Below are excerpts from a WSJ article that discusses how the basic FICO or credit score works. Having built credit scores a decade ago and worked with credit scores much of career as I designed underwriting systems, I found this article to be a good basic description of the subject. Based in the questions I have received from family and friends over the years, I would have to say that the subject of credit scores is more poorly understood than anything else.
. . . . Most consumers don't know their numbers until they apply for loans. Scores typically range from 300 points to 850 points. Fair Isaac Corp. developed the FICO credit score, used by more than 90% of the largest lenders. About 40% of the population has a FICO score of 750 or higher; 18% has a 700-749 score; 27% has a score between 600 and 699, and 15% has a score below 600.
The score doesn't include a person's savings history or income. It varies depending on whether it comes from Fair Isaac or from one of the three largest credit reporting bureaus -- Equifax, Experian and TransUnion. . . . . The scores vary because not every credit reporting bureau has exactly the same information. This occurs becasue credit bureaus tend to be concentrated in certain geographic locations so the bureaus vary accordingly. (my comment)
. . . . However, about 35% of the score comes from payment history. That includes whether a person pays on time, and the presence of adverse records like a lien or bankruptcy, says Craig Watts, a Fair Isaac spokesman.
An additional 30% of the score is based on the amount owed, says Mr. Watts. Someone who has borrowed the maximum on a credit card will get a lower score than someone carrying a debt of less than half of what is available on the card. In the business this is called utilization. (my comment) A further 15% comes from a person's credit history. In the business this is called depth of file. (my comment) The older the accounts, the better. An additional 10% is based on the type of credit on record, and the final 10% comes from the number of recently opened accounts and credit inquiries. More inquiries is worse than less (my comment).
Missing even a single payment could cost 100 points. Consumers can raise their scores by paying bills on time, not borrowing to the limit on credit cards, and paying off debt.
Until this summer's subprime crisis, a score of 720 or higher earned you some of the best interest rates, says John Ventura, director of the Texas Consumer Complaint Center at the University of Houston Law School. Borrowers now need a score in the high 700s to get the same benefits, he says.
Getting the best rates could save thousands of dollars. A report released in July by the Consumer Federation of America and Washington Mutual Inc. found that if consumers with an average score increased their score by only 30 points, they would save $76 a year in finance charges. If all consumers raised their scores by 30 points, there would be $20 billion in savings.

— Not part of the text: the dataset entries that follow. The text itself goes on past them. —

//! [`QueueTransport`] backed by the AWS SQS SDK.

use aws_config::SdkConfig;
use aws_sdk_sqs as sqs;
use aws_sdk_sqs::error::{DisplayErrorContext, ProvideErrorMetadata, SdkError};
use sqs::types::{
    DeleteMessageBatchRequestEntry, MessageAttributeValue, MessageSystemAttributeName,
    QueueAttributeName, SendMessageBatchRequestEntry,
};

use crate::batch::EntryId;
use crate::mapper::OutboundMessage;
use crate::message::Message;
use crate::queue::QueueMode;
use crate::transport::{
    BatchOutcome, ItemFailure, QueueTransport, Receipt, TransportError, MAX_BATCH,
    VISIBILITY_TIMEOUT_SECS,
};

/// Client for draining SQS queues.
///
/// Constructed once per run and handed by reference to everything that talks
/// to the queue service.
///
/// # Example
///
/// ```no_run
/// use qdrain::{Queue, SqsTransport};
///
/// # async fn example() -> Result<(), Box<dyn std::error::Error>> {
/// let config = aws_config::from_env().load().await;
/// let transport = SqsTransport::from_config(config);
///
/// let queue = Queue::open(&transport, "my-dlq").await?;
/// println!("{} is ordered: {}", queue.url, queue.is_ordered());
/// # Ok(())
/// # }
/// ```
#[derive(Clone)]
pub struct SqsTransport {
    /// The AWS SDK configuration used for SQS operations
    pub config: SdkConfig,
    /// The SQS client instance
    pub client: sqs::Client,
}

impl SqsTransport {
    /// Creates a transport from a pre-built AWS SDK config.
    pub fn from_config(config: SdkConfig) -> Self {
        let client = sqs::Client::new(&config);
        Self { config, client }
    }
}

/// Renders an SDK error with its full source chain.
fn reason<E, R>(e: SdkError<E, R>) -> String
where
    E: ProvideErrorMetadata + std::error::Error + 'static,
    R: std::fmt::Debug,
{
    if let SdkError::ServiceError(se) = &e {
        // the primary service error message, e.g. AWS.SimpleQueueService.NonExistentQueue
        let err = se.err();
        if let Some(message) = err.message() {
            return format!("{}: {}", err.code().unwrap_or("ServiceError"), message);
        }
    }
    DisplayErrorContext(e).to_string()
}

fn entry_id(id: String) -> Result<EntryId, TransportError> {
    EntryId::new(id).map_err(|_| TransportError::MalformedResponse("invalid batch entry id"))
}

fn failures(failed: &[sqs::types::BatchResultErrorEntry]) -> Result<Vec<ItemFailure>, TransportError> {
    failed
        .iter()
        .map(|f| {
            Ok(ItemFailure {
                id: entry_id(f.id().to_string())?,
                code: f.code().to_string(),
                message: f.message().map(str::to_string),
                sender_fault: f.sender_fault(),
            })
        })
        .collect()
}

fn string_attribute(value: &str) -> Result<MessageAttributeValue, TransportError> {
    MessageAttributeValue::builder()
        .data_type("String")
        .string_value(value)
        .build()
        .map_err(|_| TransportError::MalformedResponse("invalid message attribute"))
}

fn send_entry(message: &OutboundMessage) -> Result<SendMessageBatchRequestEntry, TransportError> {
    let mut builder = SendMessageBatchRequestEntry::builder()
        .id(message.id.as_str())
        .message_body(&message.body)
        .set_delay_seconds(message.delay_seconds)
        .set_message_group_id(message.group_id.clone())
        .set_message_deduplication_id(message.deduplication_id.clone());

    for (name, value) in &message.attributes {
        builder = builder.message_attributes(name, string_attribute(value)?);
    }

    builder
        .build()
        .map_err(|_| TransportError::MalformedResponse("invalid send batch entry"))
}

#[async_trait::async_trait]
impl QueueTransport for SqsTransport {
    async fn resolve(&self, name: &str) -> Result<String, TransportError> {
        let output = self
            .client
            .get_queue_url()
            .queue_name(name)
            .send()
            .await
            .map_err(|e| TransportError::Resolve {
                name: name.to_string(),
                reason: reason(e),
            })?;

        output
            .queue_url
            .ok_or(TransportError::MalformedResponse("queue url missing from response"))
    }

    async fn mode(&self, url: &str) -> Result<QueueMode, TransportError> {
        let output = self
            .client
            .get_queue_attributes()
            .queue_url(url)
            .attribute_names(QueueAttributeName::FifoQueue)
            .send()
            .await
            .map_err(|e| TransportError::Attributes {
                url: url.to_string(),
                reason: reason(e),
            })?;

        // standard queues do not report the attribute at all
        let fifo = output
            .attributes()
            .and_then(|a| a.get(&QueueAttributeName::FifoQueue))
            .map(|v| v.parse::<bool>())
            .transpose()
            .map_err(|_| TransportError::MalformedResponse("FifoQueue attribute is not a boolean"))?
            .unwrap_or(false);

        Ok(if fifo {
            QueueMode::Ordered
        } else {
            QueueMode::Standard
        })
    }

    async fn receive(&self, url: &str, max: usize) -> Result<Vec<Message>, TransportError> {
        let output = self
            .client
            .receive_message()
            .queue_url(url)
            .max_number_of_messages(max.clamp(1, MAX_BATCH) as i32)
            .visibility_timeout(VISIBILITY_TIMEOUT_SECS)
            .wait_time_seconds(0)
            .message_system_attribute_names(MessageSystemAttributeName::All)
            .message_attribute_names("All")
            .send()
            .await
            .map_err(|e| TransportError::Receive {
                url: url.to_string(),
                reason: reason(e),
            })?;

        // None means every message was received recently, same as empty
        output
            .messages
            .unwrap_or_default()
            .into_iter()
            .map(Message::from_sdk)
            .collect()
    }

    async fn delete_batch(
        &self,
        url: &str,
        receipts: &[Receipt],
    ) -> Result<BatchOutcome, TransportError> {
        // SQS rejects empty batch requests
        if receipts.is_empty() {
            return Ok(BatchOutcome::default());
        }

        let entries = receipts
            .iter()
            .map(|r| {
                DeleteMessageBatchRequestEntry::builder()
                    .id(r.id.as_str())
                    .receipt_handle(&r.receipt_handle)
                    .build()
                    .map_err(|_| TransportError::MalformedResponse("invalid delete batch entry"))
            })
            .collect::<Result<Vec<_>, _>>()?;

        let output = self
            .client
            .delete_message_batch()
            .queue_url(url)
            .set_entries(Some(entries))
            .send()
            .await
            .map_err(|e| TransportError::Delete {
                url: url.to_string(),
                reason: reason(e),
            })?;

        Ok(BatchOutcome {
            successful: output
                .successful()
                .iter()
                .map(|s| entry_id(s.id().to_string()))
                .collect::<Result<_, _>>()?,
            failed: failures(output.failed())?,
        })
    }

    async fn send_batch(
        &self,
        url: &str,
        messages: &[OutboundMessage],
    ) -> Result<BatchOutcome, TransportError> {
        if messages.is_empty() {
            return Ok(BatchOutcome::default());
        }

        let entries = messages
            .iter()
            .map(send_entry)
            .collect::<Result<Vec<_>, _>>()?;

        let output = self
            .client
            .send_message_batch()
            .queue_url(url)
            .set_entries(Some(entries))
            .send()
            .await
            .map_err(|e| TransportError::Send {
                url: url.to_string(),
                reason: reason(e),
            })?;

        Ok(BatchOutcome {
            successful: output
                .successful()
                .iter()
                .map(|s| entry_id(s.id().to_string()))
                .collect::<Result<_, _>>()?,
            failed: failures(output.failed())?,
        })
    }

    async fn list_queues(&self, prefix: Option<&str>) -> Result<Vec<String>, TransportError> {
        let mut queues = Vec::new();
        let mut next_token = None;

        loop {
            let output = self
                .client
                .list_queues()
                .set_queue_name_prefix(prefix.map(str::to_string))
                .set_next_token(next_token)
                .send()
                .await
                .map_err(|e| TransportError::List(reason(e)))?;

            queues.extend(output.queue_urls().iter().cloned());

            let Some(token) = output.next_token else {
                break;
            };
            next_token = Some(token);
        }

        Ok(queues)
    }
}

The benefits are dramatic for mortgages. Raising a score from a range of 580-619 to 660-699 could save someone with a 30-year, $300,000 fixed mortgage $5,148 in one year, according to Fair Isaac's Web site (www.myfico.com).
Consumers shouldn't cancel old cards that they don't use, because "closing an account eliminates a positive reference," says Steven Katz, a spokesman for TransUnion.
If you plan to apply for credit in the near future, experts advise, don't use a credit card to pay for groceries and other purchases. Credit-rating companies see only the balance on the day they check.
Consumer groups recommend getting your score and a credit report at least once a year, more often if there is any possibility that you have been a victim of identity theft.
The reports are available free once a year from each of the three major reporting agencies and for a fee more often. Consumers must use the Web site www.annualcreditreport.com rather than the individual Web sites to get the free reports.